### TO DO
Work through the material below and count the lines holding the word "BTreeMap"; give that count and nothing more.

### RECORDS TO PROCESS

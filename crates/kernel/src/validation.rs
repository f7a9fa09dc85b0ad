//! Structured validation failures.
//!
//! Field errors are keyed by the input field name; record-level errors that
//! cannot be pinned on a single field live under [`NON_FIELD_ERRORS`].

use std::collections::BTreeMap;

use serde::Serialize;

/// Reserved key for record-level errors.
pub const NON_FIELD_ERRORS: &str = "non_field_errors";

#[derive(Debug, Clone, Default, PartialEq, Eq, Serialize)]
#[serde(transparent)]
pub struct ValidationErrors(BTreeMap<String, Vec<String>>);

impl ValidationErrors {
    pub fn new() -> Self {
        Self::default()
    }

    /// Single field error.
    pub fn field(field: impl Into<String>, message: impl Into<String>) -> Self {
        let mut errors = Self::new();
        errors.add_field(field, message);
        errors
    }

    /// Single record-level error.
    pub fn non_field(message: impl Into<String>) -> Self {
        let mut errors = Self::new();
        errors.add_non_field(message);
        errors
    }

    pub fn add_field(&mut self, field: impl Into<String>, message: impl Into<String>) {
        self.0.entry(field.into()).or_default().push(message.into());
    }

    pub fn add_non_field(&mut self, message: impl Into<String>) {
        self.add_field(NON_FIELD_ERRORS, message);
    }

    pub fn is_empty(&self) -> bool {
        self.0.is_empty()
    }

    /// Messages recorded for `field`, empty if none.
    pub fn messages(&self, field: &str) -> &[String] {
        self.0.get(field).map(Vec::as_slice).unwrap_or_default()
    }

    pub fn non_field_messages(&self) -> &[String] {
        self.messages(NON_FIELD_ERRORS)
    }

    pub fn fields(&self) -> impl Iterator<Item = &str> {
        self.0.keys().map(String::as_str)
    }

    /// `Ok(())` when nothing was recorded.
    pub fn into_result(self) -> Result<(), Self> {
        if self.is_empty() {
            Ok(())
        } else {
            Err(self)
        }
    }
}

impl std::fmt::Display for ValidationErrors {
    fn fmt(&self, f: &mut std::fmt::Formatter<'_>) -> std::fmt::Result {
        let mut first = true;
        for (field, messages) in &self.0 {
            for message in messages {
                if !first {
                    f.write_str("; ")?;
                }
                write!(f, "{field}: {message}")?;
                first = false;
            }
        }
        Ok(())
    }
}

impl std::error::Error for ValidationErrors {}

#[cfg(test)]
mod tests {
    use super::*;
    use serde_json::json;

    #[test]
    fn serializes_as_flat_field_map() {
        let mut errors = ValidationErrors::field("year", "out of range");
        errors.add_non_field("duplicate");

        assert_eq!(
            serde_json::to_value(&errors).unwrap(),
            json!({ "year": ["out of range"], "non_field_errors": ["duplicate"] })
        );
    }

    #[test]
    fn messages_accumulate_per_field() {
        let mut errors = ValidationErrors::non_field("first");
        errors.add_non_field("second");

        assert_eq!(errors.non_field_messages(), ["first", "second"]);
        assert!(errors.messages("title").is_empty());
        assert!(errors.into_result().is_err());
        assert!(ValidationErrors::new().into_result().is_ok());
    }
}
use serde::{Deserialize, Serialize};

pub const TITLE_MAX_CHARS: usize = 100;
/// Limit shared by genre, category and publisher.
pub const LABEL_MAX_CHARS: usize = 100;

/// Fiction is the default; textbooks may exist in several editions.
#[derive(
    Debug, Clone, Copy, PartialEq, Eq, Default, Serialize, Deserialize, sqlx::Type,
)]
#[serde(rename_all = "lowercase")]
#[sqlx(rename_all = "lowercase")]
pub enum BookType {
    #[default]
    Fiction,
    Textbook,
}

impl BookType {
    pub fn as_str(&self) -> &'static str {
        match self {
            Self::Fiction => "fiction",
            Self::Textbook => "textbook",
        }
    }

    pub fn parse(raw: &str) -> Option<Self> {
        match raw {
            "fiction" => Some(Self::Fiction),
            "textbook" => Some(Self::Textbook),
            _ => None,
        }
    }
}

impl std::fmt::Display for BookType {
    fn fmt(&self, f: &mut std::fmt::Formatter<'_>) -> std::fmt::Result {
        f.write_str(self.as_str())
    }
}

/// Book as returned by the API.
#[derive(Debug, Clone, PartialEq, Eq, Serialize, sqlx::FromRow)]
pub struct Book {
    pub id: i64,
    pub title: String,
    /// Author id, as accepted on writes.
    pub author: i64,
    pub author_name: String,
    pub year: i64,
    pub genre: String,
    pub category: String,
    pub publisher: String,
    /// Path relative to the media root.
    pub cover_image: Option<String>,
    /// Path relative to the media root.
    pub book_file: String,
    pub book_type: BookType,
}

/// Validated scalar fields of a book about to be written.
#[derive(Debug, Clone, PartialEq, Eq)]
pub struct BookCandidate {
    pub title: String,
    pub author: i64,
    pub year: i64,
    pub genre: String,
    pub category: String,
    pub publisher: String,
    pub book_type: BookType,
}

---

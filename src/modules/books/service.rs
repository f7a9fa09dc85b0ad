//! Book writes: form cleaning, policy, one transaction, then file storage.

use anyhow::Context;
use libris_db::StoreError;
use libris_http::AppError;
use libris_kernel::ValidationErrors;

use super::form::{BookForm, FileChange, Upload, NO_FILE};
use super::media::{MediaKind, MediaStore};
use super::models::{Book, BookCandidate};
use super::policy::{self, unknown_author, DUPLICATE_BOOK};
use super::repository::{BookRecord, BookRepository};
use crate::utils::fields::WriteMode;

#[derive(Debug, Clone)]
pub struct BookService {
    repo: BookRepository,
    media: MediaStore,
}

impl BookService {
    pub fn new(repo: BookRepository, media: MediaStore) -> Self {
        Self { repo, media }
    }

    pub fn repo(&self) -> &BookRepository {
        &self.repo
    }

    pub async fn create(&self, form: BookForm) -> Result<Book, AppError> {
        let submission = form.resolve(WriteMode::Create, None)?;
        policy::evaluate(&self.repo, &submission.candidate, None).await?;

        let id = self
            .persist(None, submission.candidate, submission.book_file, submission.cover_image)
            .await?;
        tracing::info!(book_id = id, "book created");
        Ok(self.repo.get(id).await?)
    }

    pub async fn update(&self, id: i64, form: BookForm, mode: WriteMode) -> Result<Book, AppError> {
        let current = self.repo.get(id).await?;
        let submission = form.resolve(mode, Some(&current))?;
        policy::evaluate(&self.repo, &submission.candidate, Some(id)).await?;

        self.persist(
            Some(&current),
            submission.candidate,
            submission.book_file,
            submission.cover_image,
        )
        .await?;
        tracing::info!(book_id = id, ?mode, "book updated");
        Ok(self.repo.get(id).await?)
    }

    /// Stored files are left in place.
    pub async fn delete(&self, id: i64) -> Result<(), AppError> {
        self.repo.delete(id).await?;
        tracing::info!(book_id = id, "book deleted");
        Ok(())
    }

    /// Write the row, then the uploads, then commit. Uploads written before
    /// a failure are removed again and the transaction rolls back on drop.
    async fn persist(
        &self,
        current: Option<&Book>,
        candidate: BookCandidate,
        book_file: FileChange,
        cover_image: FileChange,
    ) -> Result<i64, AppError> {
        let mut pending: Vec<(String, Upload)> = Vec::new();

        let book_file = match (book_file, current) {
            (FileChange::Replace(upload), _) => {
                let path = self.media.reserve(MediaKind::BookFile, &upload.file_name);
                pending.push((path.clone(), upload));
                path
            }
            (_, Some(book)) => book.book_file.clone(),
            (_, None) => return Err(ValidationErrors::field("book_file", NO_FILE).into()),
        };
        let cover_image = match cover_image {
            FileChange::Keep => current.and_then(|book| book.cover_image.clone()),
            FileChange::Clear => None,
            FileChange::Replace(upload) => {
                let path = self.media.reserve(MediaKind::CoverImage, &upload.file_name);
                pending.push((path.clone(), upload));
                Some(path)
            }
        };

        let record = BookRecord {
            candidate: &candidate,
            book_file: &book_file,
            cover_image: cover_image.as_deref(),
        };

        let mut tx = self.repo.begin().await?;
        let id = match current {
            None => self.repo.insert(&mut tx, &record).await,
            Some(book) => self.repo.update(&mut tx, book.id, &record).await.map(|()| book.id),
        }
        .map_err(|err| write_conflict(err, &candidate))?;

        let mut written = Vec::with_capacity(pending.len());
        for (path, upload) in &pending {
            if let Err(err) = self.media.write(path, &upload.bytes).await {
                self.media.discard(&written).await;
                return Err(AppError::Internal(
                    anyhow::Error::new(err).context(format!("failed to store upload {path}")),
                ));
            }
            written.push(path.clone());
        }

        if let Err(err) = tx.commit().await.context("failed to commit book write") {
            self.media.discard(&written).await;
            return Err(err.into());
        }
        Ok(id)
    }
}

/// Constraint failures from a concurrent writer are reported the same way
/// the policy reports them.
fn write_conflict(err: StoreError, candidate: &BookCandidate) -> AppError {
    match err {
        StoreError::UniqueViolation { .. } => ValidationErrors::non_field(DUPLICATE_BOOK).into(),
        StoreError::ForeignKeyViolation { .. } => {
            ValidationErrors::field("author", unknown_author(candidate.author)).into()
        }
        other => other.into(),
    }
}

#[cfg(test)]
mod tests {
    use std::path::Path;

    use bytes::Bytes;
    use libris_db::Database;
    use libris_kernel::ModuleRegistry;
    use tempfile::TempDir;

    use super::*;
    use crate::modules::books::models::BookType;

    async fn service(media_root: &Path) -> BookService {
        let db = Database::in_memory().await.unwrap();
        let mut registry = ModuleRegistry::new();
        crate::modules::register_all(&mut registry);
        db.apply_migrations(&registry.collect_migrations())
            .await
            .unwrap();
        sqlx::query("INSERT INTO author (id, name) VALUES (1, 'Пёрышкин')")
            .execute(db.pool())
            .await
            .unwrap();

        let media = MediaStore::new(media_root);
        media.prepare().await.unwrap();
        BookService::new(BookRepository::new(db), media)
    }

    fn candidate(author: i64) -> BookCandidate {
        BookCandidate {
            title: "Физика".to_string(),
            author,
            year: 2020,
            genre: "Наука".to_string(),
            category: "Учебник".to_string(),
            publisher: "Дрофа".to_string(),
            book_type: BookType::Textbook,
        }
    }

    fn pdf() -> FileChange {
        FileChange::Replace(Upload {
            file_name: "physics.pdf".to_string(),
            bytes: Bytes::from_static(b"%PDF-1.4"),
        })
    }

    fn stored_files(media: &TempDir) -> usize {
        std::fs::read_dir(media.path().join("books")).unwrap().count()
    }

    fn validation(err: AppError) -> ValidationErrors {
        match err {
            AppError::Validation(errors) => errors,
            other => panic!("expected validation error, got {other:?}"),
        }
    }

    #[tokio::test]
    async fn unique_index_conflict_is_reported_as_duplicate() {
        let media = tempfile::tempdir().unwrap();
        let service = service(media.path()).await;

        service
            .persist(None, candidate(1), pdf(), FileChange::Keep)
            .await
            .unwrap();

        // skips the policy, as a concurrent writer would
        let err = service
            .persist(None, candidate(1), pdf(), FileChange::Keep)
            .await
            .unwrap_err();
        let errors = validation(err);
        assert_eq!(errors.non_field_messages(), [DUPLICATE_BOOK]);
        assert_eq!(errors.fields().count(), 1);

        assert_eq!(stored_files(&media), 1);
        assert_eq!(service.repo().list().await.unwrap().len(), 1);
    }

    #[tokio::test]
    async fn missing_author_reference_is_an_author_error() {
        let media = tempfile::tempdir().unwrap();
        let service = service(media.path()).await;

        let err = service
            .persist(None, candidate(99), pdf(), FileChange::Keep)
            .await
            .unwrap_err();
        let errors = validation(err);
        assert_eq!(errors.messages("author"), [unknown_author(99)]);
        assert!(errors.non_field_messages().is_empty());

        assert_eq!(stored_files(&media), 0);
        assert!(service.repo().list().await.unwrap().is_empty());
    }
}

### THE COMPLETED TASK
2